Improvements in production quality and speed: The potter company which is producing the burners for us has a capacity of producing high quality 950 burners per month. These burners are enough for the installation of cook stove in about 500 households. By using the best clay that is found on a field owned by Shyogwe diocese, the quality of the burners has improved a lot. Furthermore, our trained installers are able to install up to 5 stoves in a day and they take this job serious as it has become a reliable source of income.

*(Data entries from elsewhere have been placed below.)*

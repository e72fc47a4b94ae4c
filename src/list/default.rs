// This file is part of bounded-list.
// SPDX-License-Identifier: MIT OR Apache-2.0

// Crate imports
use crate::list::BoundedList;

impl<T: Default, const N: usize> Default for BoundedList<T, N> {
    fn default() -> Self {
        let () = Self::CAPACITY_CHECK;
        Self {
            buf: core::array::from_fn(|_| T::default()),
            len: 0,
        }
    }
}
// This file is part of bounded-list.
// SPDX-License-Identifier: MIT OR Apache-2.0

// Crate imports
use crate::list::{BoundedList, Index};

impl<T: Default, const N: usize> BoundedList<T, N> {
    /// Drops every live element and sets `count = 0`.
    #[inline]
    pub fn clear(&mut self) {
        let len = self.live_len();
        self.buf[..len].fill_with(T::default);
        self.len = 0;
    }

    /// Shrinks to `count` if `count < self.count()`; otherwise a no-op.
    #[inline]
    pub fn truncate(&mut self, count: Index) {
        if count < self.len {
            let len = self.live_len();
            self.buf[usize::from(count)..len].fill_with(T::default);
            self.len = count;
        }
    }
}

We disseminated more than 2,100 improved cook stoves in the project pilot phase from 2014 to 2015. As of now, we have distributed further 3,744 improved cook stoves, whereby 1,872 stoves are installed already in poor households in the Southern and part of the Western provinces of Rwanda.
Conclusion and challenges:
The demand for our stoves is high and we have not yet reached all areas in need of this intervention. So far, the distribution is going on very well and we hope to reach out to many poor households throughout the country as time goes on. However, our capacity is to distribute 6,000 stoves, although our CPA can accommodate up to 22,000 improved cook stoves. This number is indeed desired by CPA stakeholders so that "the project becomes financially viable and generates a significant volume of carbon credits”. But this is achievable only if we manage to secure enough funds to carry out this imperative work, either as loan or as payment for the burners, distribution and M&E costs.
RDIS organization in cooperation with a potter company is producing and distributing the stoves to end users. Community members are trained on how to install, maintain and repair the stoves. RDIS may also offer maintenance for free.